Documentation of waste, damage and neglect now mandates photographic evidence (so long as waste, damage and neglect can be photographed). The only other exception is if the tenant accepts responsibility for a specific claim in writing on the checkout form.
· Copies of photographic evidence must be retained by the landlord for either 90 days from providing notice to the tenant of a security deposit withholding or 90 days from the start of a new tenancy for the premises---whichever is later.
· The landlord must provide the tenant a notice , along with the written itemized accounting of security deposit deductions, informing the tenant that copies of photographic evidence will be provided to the tenant providing the tenant sends a written request within 30 days. Upon receipt of a timely request, landlord has 30 days to provide photographs.
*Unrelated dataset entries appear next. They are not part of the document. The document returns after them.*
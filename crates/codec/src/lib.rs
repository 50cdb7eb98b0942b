//! Encoding seam for the datafix framework
//!
//! The pipeline core is written only against [`DynamicTree`]; each concrete
//! document encoding implements [`TreeCodec`] once to supply the tree view
//! and the matching serializer. The core never touches storage itself.

#![warn(missing_docs)]

use datafix_core::{DynamicTree, Result};

pub mod json;

pub use json::{from_json, to_json, JsonCodec};

/// Capability interface implemented once per concrete document encoding.
pub trait TreeCodec {
    /// The encoding's native representation (e.g. `serde_json::Value`)
    type Repr;

    /// Build a tree view of a native value
    fn decode(&self, repr: Self::Repr) -> Result<DynamicTree>;

    /// Serialize a tree back into the native representation
    fn encode(&self, tree: &DynamicTree) -> Result<Self::Repr>;
}
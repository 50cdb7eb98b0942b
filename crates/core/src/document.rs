//! Versioned document wrapper
//!
//! A [`Document`] pairs a tree with the schema version its data conforms
//! to. The pipeline is the only component that produces documents with a
//! bumped version; everything else treats them as opaque values.

use crate::value::DynamicTree;
use serde::{Deserialize, Serialize};

/// Schema version tag carried by persisted documents.
pub type SchemaVersionId = u32;

/// A structured document tagged with the schema version it conforms to.
///
/// Value semantics throughout: migrating a document never touches the
/// input, it yields a new `Document` at the target version.
#[derive(Debug, Clone, PartialEq, Serialize, Deserialize)]
pub struct Document {
    /// Schema version the root tree currently conforms to
    pub version: SchemaVersionId,
    /// Root of the structured data
    pub root: DynamicTree,
}

impl Document {
    /// Create a document at a given schema version
    pub fn new(version: SchemaVersionId, root: DynamicTree) -> Self {
        Self { version, root }
    }

    /// Consume the document, returning its root tree
    pub fn into_root(self) -> DynamicTree {
        self.root
    }
}
//! CLI command definitions
//!
//! Defines the clap commands for the conformance harness.

use clap::Subcommand;
use std::path::PathBuf;

#[derive(Subcommand)]
pub enum Commands {
    /// Run the built-in conformance scenarios against a server
    Run {
        /// Server executable to test (falls back to the config file)
        server: Option<String>,

        /// Arguments to pass to the server
        #[arg(last = true)]
        args: Vec<String>,

        /// Run only the named scenario (e.g. "initialize")
        #[arg(long)]
        only: Option<String>,

        /// Seconds to wait for the server to answer a request batch
        #[arg(long)]
        timeout: Option<u64>,

        /// Working directory for the server process
        #[arg(long)]
        cwd: Option<PathBuf>,

        /// Show server stderr and skipped steps
        #[arg(long, short)]
        verbose: bool,
    },

    /// Run scenarios defined in YAML files
    Test {
        /// Paths to YAML scenario files
        #[arg(required = true)]
        paths: Vec<PathBuf>,

        /// Server executable to test (falls back to the config file)
        #[arg(long)]
        server: Option<String>,

        /// Arguments to pass to the server
        #[arg(last = true)]
        args: Vec<String>,

        /// Seconds to wait for the server to answer a request batch
        #[arg(long)]
        timeout: Option<u64>,

        /// Working directory for the server process
        #[arg(long)]
        cwd: Option<PathBuf>,

        /// Show server stderr and skipped steps
        #[arg(long, short)]
        verbose: bool,
    },

    /// List built-in scenarios and registered schemas
    List,
}
//! The schema registry
//!
//! A read-only table of named schemas, built once at startup. The two
//! built-in entries describe the MCP response shapes the scenarios check:
//! `InitializeResponse` and `ToolsListResponse`.

use std::collections::BTreeMap;

use serde_json::{json, Value};

use crate::common::{Error, Result};

use super::validator::{self, JsonType, Schema, ValidationResult};

/// Immutable mapping from schema name to schema
pub struct SchemaRegistry {
    schemas: BTreeMap<String, Schema>,
}

impl SchemaRegistry {
    /// Build the registry with the built-in MCP response schemas
    pub fn builtin() -> Self {
        let mut schemas = BTreeMap::new();
        schemas.insert("InitializeResponse".to_string(), initialize_response());
        schemas.insert("ToolsListResponse".to_string(), tools_list_response());
        Self { schemas }
    }

    /// Look up a schema by name
    pub fn get(&self, name: &str) -> Option<&Schema> {
        self.schemas.get(name)
    }

    /// Registered schema names, in stable order
    pub fn names(&self) -> Vec<&str> {
        self.schemas.keys().map(String::as_str).collect()
    }

    /// Validate a value against a named schema
    ///
    /// Fails with [`Error::UnknownSchema`] when the name is not registered;
    /// that is a harness configuration bug, distinct from a protocol
    /// mismatch, which is reported inside the returned [`ValidationResult`].
    pub fn validate(&self, value: &Value, name: &str) -> Result<ValidationResult> {
        let schema = self
            .get(name)
            .ok_or_else(|| Error::unknown_schema(name, &self.names()))?;
        Ok(validator::validate(schema, value))
    }
}

/// Fields shared by every JSON-RPC response envelope
fn envelope(result: Schema) -> Schema {
    Schema::object(
        vec![
            ("jsonrpc", Schema::Const(json!("2.0"))),
            (
                "id",
                Schema::Type(vec![JsonType::String, JsonType::Number, JsonType::Null]),
            ),
            ("result", result),
        ],
        &["jsonrpc", "id", "result"],
    )
}

fn initialize_response() -> Schema {
    envelope(Schema::object(
        vec![
            ("protocolVersion", Schema::of_type(JsonType::String)),
            ("capabilities", Schema::of_type(JsonType::Object)),
            (
                "serverInfo",
                Schema::object(
                    vec![
                        ("name", Schema::of_type(JsonType::String)),
                        ("version", Schema::of_type(JsonType::String)),
                    ],
                    &["name", "version"],
                ),
            ),
        ],
        &["protocolVersion", "capabilities", "serverInfo"],
    ))
}

fn tools_list_response() -> Schema {
    envelope(Schema::object(
        vec![(
            "tools",
            Schema::array(Schema::object(
                vec![
                    ("name", Schema::of_type(JsonType::String)),
                    ("description", Schema::of_type(JsonType::String)),
                    ("inputSchema", Schema::of_type(JsonType::Object)),
                ],
                &["name", "inputSchema"],
            )),
        )],
        &["tools"],
    ))
}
· Before converting earnest money to a security deposit the landlord must give notice to the incoming tenant of their right to request the opportunity to view photographs maintained by the landlord documenting damages and defects from previous tenancy (this is an addition to viewing deductions withheld from previous tenants security deposit). The landlord must “provide the opportunity to view” both the list of deductions and photographs within 30 days after receiving a request or 7 days after the landlord notifies the previous tenants of the security deposit deductions, whichever occurs later.
· Landlord forfeits all rights to any portion of the security deposit if he fails to comply or violates any portion 32.07.
· Landlord may be subject to double damages for any violation.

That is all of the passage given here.